Each line below from the one containing "pub fn queue_tags(&self, tags: impl" through the one containing "pub fn connected_reader(&self)" should be output exactly as it stands, and no other line should appear.

### Source material

◇ ◇ ◇ ◇ ◇ ◇ ◇

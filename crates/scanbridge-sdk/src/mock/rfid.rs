//! Mock RFID reader SDK for testing and development.

use std::collections::VecDeque;
use std::sync::{Arc, Mutex, MutexGuard, PoisonError};
use std::time::Duration;

use tokio::sync::mpsc;

use scanbridge_core::constants::SDK_EVENT_CHANNEL_CAPACITY;
use scanbridge_core::{BridgeError, ReaderDescriptor, Result, TagRead};

use crate::traits::{InventoryActions, ReaderConfig, RfidSdk, RfidSdkEvent};

/// Inventory command recorded by the mock reader.
#[derive(Debug, Clone, Copy, PartialEq, Eq)]
pub enum InventoryOp {
    /// An inventory pass was started.
    Start,

    /// The running inventory pass was stopped.
    Stop,
}

/// Scriptable state shared between the mock SDK, its handle, and its actions.
#[derive(Debug, Default)]
struct MockRfidState {
    readers: Vec<ReaderDescriptor>,
    connected_to: Option<String>,
    config: Option<ReaderConfig>,
    events_tx: Option<mpsc::Sender<RfidSdkEvent>>,
    pending_tags: VecDeque<TagRead>,
    inventory_ops: Vec<InventoryOp>,
    action_delay: Option<Duration>,
    fail_enumeration: bool,
    fail_connect: bool,
    fail_disconnect: bool,
    fail_dispose: bool,
    disconnect_calls: u32,
    dispose_calls: u32,
}

fn lock(state: &Arc<Mutex<MockRfidState>>) -> MutexGuard<'_, MockRfidState> {
    state.lock().unwrap_or_else(PoisonError::into_inner)
}

/// Mock RFID reader SDK.
///
/// Simulates the vendor's readers-collection and reader handles. The paired
/// [`MockRfidHandle`] scripts available readers, queues pending tag reads,
/// emits trigger and read-notify events, and records the inventory commands
/// and teardown calls the adapter issues.
///
/// # Examples
///
/// ```
/// use scanbridge_sdk::mock::MockRfidSdk;
/// use scanbridge_sdk::{InventoryActions, RfidSdk};
/// use scanbridge_core::{ReaderDescriptor, TagRead};
///
/// #[tokio::main]
/// async fn main() -> scanbridge_core::Result<()> {
///     let (mut sdk, handle) = MockRfidSdk::new();
///     handle.add_reader(ReaderDescriptor::new("RFD4031"));
///     handle.queue_tags([TagRead::new("E2001")]);
///
///     sdk.connect("RFD4031").await?;
///
///     let mut actions = sdk.actions();
///     let tags = actions.pull_tags(100).await?;
///     assert_eq!(tags.len(), 1);
///     Ok(())
/// }
/// ```
#[derive(Debug)]
pub struct MockRfidSdk {
    state: Arc<Mutex<MockRfidState>>,
}

impl MockRfidSdk {
    /// Create a mock RFID SDK and its controlling handle.
    pub fn new() -> (Self, MockRfidHandle) {
        let state = Arc::new(Mutex::new(MockRfidState::default()));

        let sdk = Self {
            state: Arc::clone(&state),
        };
        let handle = MockRfidHandle { state };

        (sdk, handle)
    }
}

impl RfidSdk for MockRfidSdk {
    type Actions = MockRfidActions;

    async fn available_readers(&mut self) -> Result<Vec<ReaderDescriptor>> {
        let state = lock(&self.state);
        if state.fail_enumeration {
            return Err(BridgeError::enumeration("reader enumeration failed"));
        }
        Ok(state.readers.clone())
    }

    async fn connect(&mut self, name: &str) -> Result<()> {
        let mut state = lock(&self.state);
        if state.fail_connect {
            return Err(BridgeError::session_failed(name, "reader connect failed"));
        }

        let reader = state
            .readers
            .iter_mut()
            .find(|r| r.name == name)
            .ok_or_else(|| BridgeError::not_connected(name))?;
        reader.connected = true;
        state.connected_to = Some(name.to_string());
        Ok(())
    }

    async fn configure(&mut self, config: ReaderConfig) -> Result<mpsc::Receiver<RfidSdkEvent>> {
        let mut state = lock(&self.state);
        if state.connected_to.is_none() {
            return Err(BridgeError::configuration("no reader connected"));
        }

        // Reconfiguring replaces the previous events listener.
        let (events_tx, events_rx) = mpsc::channel(SDK_EVENT_CHANNEL_CAPACITY);
        state.config = Some(config);
        state.events_tx = Some(events_tx);
        Ok(events_rx)
    }

    fn actions(&self) -> Self::Actions {
        MockRfidActions {
            state: Arc::clone(&self.state),
        }
    }

    async fn disconnect(&mut self) -> Result<()> {
        let mut state = lock(&self.state);
        state.disconnect_calls += 1;
        if state.fail_disconnect {
            return Err(BridgeError::teardown("reader disconnect failed"));
        }
        if let Some(name) = state.connected_to.take() {
            if let Some(reader) = state.readers.iter_mut().find(|r| r.name == name) {
                reader.connected = false;
            }
        }
        Ok(())
    }

    async fn dispose(&mut self) -> Result<()> {
        let mut state = lock(&self.state);
        state.dispose_calls += 1;
        if state.fail_dispose {
            return Err(BridgeError::teardown("reader dispose failed"));
        }
        Ok(())
    }
}

/// Cloneable inventory actions handle for a [`MockRfidSdk`].
#[derive(Debug, Clone)]
pub struct MockRfidActions {
    state: Arc<Mutex<MockRfidState>>,
}

impl InventoryActions for MockRfidActions {
    async fn start_inventory(&mut self) -> Result<()> {
        let delay = lock(&self.state).action_delay;
        if let Some(delay) = delay {
            tokio::time::sleep(delay).await;
        }
        lock(&self.state).inventory_ops.push(InventoryOp::Start);
        Ok(())
    }

    async fn stop_inventory(&mut self) -> Result<()> {
        let delay = lock(&self.state).action_delay;
        if let Some(delay) = delay {
            tokio::time::sleep(delay).await;
        }
        lock(&self.state).inventory_ops.push(InventoryOp::Stop);
        Ok(())
    }

    async fn pull_tags(&mut self, max: usize) -> Result<Vec<TagRead>> {
        let mut state = lock(&self.state);
        let take = max.min(state.pending_tags.len());
        Ok(state.pending_tags.drain(..take).collect())
    }
}

/// Handle for controlling a [`MockRfidSdk`].
#[derive(Debug, Clone)]
pub struct MockRfidHandle {
    state: Arc<Mutex<MockRfidState>>,
}

impl MockRfidHandle {
    /// Make a reader discoverable by enumeration.
    pub fn add_reader(&self, reader: ReaderDescriptor) {
        lock(&self.state).readers.push(reader);
    }

    /// Script the connected flag a reader reports on enumeration.
    pub fn set_reader_connected(&self, name: &str, connected: bool) {
        let mut state = lock(&self.state);
        if let Some(reader) = state.readers.iter_mut().find(|r| r.name == name) {
            reader.connected = connected;
        }
    }

    /// Queue tag reads to be picked up by the next pulls.
    pub fn queue_tags(&self, tags: impl IntoIterator<Item = TagRead>) {
        lock(&self.state).pending_tags.extend(tags);
    }

    /// Delay inventory commands, so in-flight actions can be observed.
    pub fn set_action_delay(&self, delay: Duration) {
        lock(&self.state).action_delay = Some(delay);
    }

    /// Make enumeration calls fail until reset.
    pub fn fail_enumeration(&self, fail: bool) {
        lock(&self.state).fail_enumeration = fail;
    }

    /// Make connect calls fail until reset.
    pub fn fail_connect(&self, fail: bool) {
        lock(&self.state).fail_connect = fail;
    }

    /// Make disconnect calls fail until reset.
    pub fn fail_disconnect(&self, fail: bool) {
        lock(&self.state).fail_disconnect = fail;
    }

    /// Make dispose calls fail until reset.
    pub fn fail_dispose(&self, fail: bool) {
        lock(&self.state).fail_dispose = fail;
    }

    /// Emit a hardware trigger press.
    ///
    /// # Errors
    ///
    /// Returns an error if the subscribed receiver was dropped.
    pub async fn press_trigger(&self) -> Result<()> {
        self.emit(RfidSdkEvent::TriggerPressed).await
    }

    /// Emit a hardware trigger release.
    ///
    /// # Errors
    ///
    /// Returns an error if the subscribed receiver was dropped.
    pub async fn release_trigger(&self) -> Result<()> {
        self.emit(RfidSdkEvent::TriggerReleased).await
    }

    /// Emit a read notification.
    ///
    /// # Errors
    ///
    /// Returns an error if the subscribed receiver was dropped.
    pub async fn notify_read(&self) -> Result<()> {
        self.emit(RfidSdkEvent::ReadNotify).await
    }

    async fn emit(&self, event: RfidSdkEvent) -> Result<()> {
        let events_tx = lock(&self.state)
            .events_tx
            .clone()
            .ok_or_else(|| BridgeError::channel_closed("RFID SDK events"))?;
        events_tx
            .send(event)
            .await
            .map_err(|_| BridgeError::channel_closed("RFID SDK events"))
    }

    /// Name of the currently connected reader, if any.
    pub fn connected_reader(&self) -> Option<String> {
        lock(&self.state).connected_to.clone()
    }

    /// Configuration the adapter applied, if any.
    pub fn applied_config(&self) -> Option<ReaderConfig> {
        lock(&self.state).config
    }

    /// Inventory commands issued so far, in completion order.
    pub fn inventory_ops(&self) -> Vec<InventoryOp> {
        lock(&self.state).inventory_ops.clone()
    }

    /// Number of pending tags not yet pulled.
    pub fn pending_tag_count(&self) -> usize {
        lock(&self.state).pending_tags.len()
    }

    /// Number of disconnect calls made on the SDK.
    pub fn disconnect_calls(&self) -> u32 {
        lock(&self.state).disconnect_calls
    }

    /// Number of dispose calls made on the SDK.
    pub fn dispose_calls(&self) -> u32 {
        lock(&self.state).dispose_calls
    }
}

#[cfg(test)]
mod tests {
    use super::*;
    use scanbridge_core::MemoryBank;

    #[tokio::test]
    async fn test_connect_marks_reader_connected() {
        let (mut sdk, handle) = MockRfidSdk::new();
        handle.add_reader(ReaderDescriptor::new("RFD4031"));

        sdk.connect("RFD4031").await.unwrap();

        assert_eq!(handle.connected_reader().as_deref(), Some("RFD4031"));
        let readers = sdk.available_readers().await.unwrap();
        assert!(readers[0].connected);
    }

    #[tokio::test]
    async fn test_connect_unknown_reader_fails() {
        let (mut sdk, handle) = MockRfidSdk::new();
        handle.add_reader(ReaderDescriptor::new("RFD4031"));

        assert!(sdk.connect("Unknown").await.is_err());
        assert_eq!(handle.connected_reader(), None);
    }

    #[tokio::test]
    async fn test_configure_requires_connection() {
        let (mut sdk, handle) = MockRfidSdk::new();
        handle.add_reader(ReaderDescriptor::new("RFD4031"));

        assert!(sdk.configure(ReaderConfig::default()).await.is_err());

        sdk.connect("RFD4031").await.unwrap();
        let _events = sdk.configure(ReaderConfig::default()).await.unwrap();
        assert!(handle.applied_config().is_some());
    }

    #[tokio::test]
    async fn test_pull_tags_respects_cap_and_order() {
        let (sdk, handle) = MockRfidSdk::new();
        handle.queue_tags([
            TagRead::new("E2001"),
            TagRead::from_bank("E2001", MemoryBank::Tid),
            TagRead::new("E2002"),
        ]);

        let mut actions = sdk.actions();
        let first = actions.pull_tags(2).await.unwrap();
        assert_eq!(first.len(), 2);
        assert_eq!(first[0].id.as_deref(), Some("E2001"));
        assert_eq!(first[1].bank, MemoryBank::Tid);

        let rest = actions.pull_tags(2).await.unwrap();
        assert_eq!(rest.len(), 1);
        assert_eq!(handle.pending_tag_count(), 0);
    }

    #[tokio::test]
    async fn test_inventory_ops_are_recorded() {
        let (sdk, handle) = MockRfidSdk::new();

        let mut actions = sdk.actions();
        actions.start_inventory().await.unwrap();
        actions.stop_inventory().await.unwrap();

        assert_eq!(
            handle.inventory_ops(),
            vec![InventoryOp::Start, InventoryOp::Stop]
        );
    }

    #[tokio::test]
    async fn test_trigger_events_are_delivered() {
        let (mut sdk, handle) = MockRfidSdk::new();
        handle.add_reader(ReaderDescriptor::new("RFD4031"));
        sdk.connect("RFD4031").await.unwrap();

        let mut events = sdk.configure(ReaderConfig::default()).await.unwrap();

        handle.press_trigger().await.unwrap();
        handle.release_trigger().await.unwrap();
        handle.notify_read().await.unwrap();

        assert_eq!(events.recv().await, Some(RfidSdkEvent::TriggerPressed));
        assert_eq!(events.recv().await, Some(RfidSdkEvent::TriggerReleased));
        assert_eq!(events.recv().await, Some(RfidSdkEvent::ReadNotify));
    }

    #[tokio::test]
    async fn test_teardown_calls_are_counted() {
        let (mut sdk, handle) = MockRfidSdk::new();
        handle.add_reader(ReaderDescriptor::new("RFD4031"));
        sdk.connect("RFD4031").await.unwrap();

        sdk.disconnect().await.unwrap();
        sdk.dispose().await.unwrap();

        assert_eq!(handle.disconnect_calls(), 1);
        assert_eq!(handle.dispose_calls(), 1);
        assert_eq!(handle.connected_reader(), None);
    }

    #[tokio::test]
    async fn test_failed_teardown_still_counts() {
        let (mut sdk, handle) = MockRfidSdk::new();
        handle.fail_disconnect(true);
        handle.fail_dispose(true);

        assert!(sdk.disconnect().await.is_err());
        assert!(sdk.dispose().await.is_err());
        assert_eq!(handle.disconnect_calls(), 1);
        assert_eq!(handle.dispose_calls(), 1);
    }
}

◇ ◇ ◇ ◇ ◇ ◇ ◇

### Solved problem
    pub fn queue_tags(&self, tags: impl IntoIterator<Item = TagRead>) {
        lock(&self.state).pending_tags.extend(tags);
    }

    /// Delay inventory commands, so in-flight actions can be observed.
    pub fn set_action_delay(&self, delay: Duration) {
        lock(&self.state).action_delay = Some(delay);
    }

    /// Make enumeration calls fail until reset.
    pub fn fail_enumeration(&self, fail: bool) {
        lock(&self.state).fail_enumeration = fail;
    }

    /// Make connect calls fail until reset.
    pub fn fail_connect(&self, fail: bool) {
        lock(&self.state).fail_connect = fail;
    }

    /// Make disconnect calls fail until reset.
    pub fn fail_disconnect(&self, fail: bool) {
        lock(&self.state).fail_disconnect = fail;
    }

    /// Make dispose calls fail until reset.
    pub fn fail_dispose(&self, fail: bool) {
        lock(&self.state).fail_dispose = fail;
    }

    /// Emit a hardware trigger press.
    ///
    /// # Errors
    ///
    /// Returns an error if the subscribed receiver was dropped.
    pub async fn press_trigger(&self) -> Result<()> {
        self.emit(RfidSdkEvent::TriggerPressed).await
    }

    /// Emit a hardware trigger release.
    ///
    /// # Errors
    ///
    /// Returns an error if the subscribed receiver was dropped.
    pub async fn release_trigger(&self) -> Result<()> {
        self.emit(RfidSdkEvent::TriggerReleased).await
    }

    /// Emit a read notification.
    ///
    /// # Errors
    ///
    /// Returns an error if the subscribed receiver was dropped.
    pub async fn notify_read(&self) -> Result<()> {
        self.emit(RfidSdkEvent::ReadNotify).await
    }

    async fn emit(&self, event: RfidSdkEvent) -> Result<()> {
        let events_tx = lock(&self.state)
            .events_tx
            .clone()
            .ok_or_else(|| BridgeError::channel_closed("RFID SDK events"))?;
        events_tx
            .send(event)
            .await
            .map_err(|_| BridgeError::channel_closed("RFID SDK events"))
    }

    /// Name of the currently connected reader, if any.
    pub fn connected_reader(&self) -> Option<String> {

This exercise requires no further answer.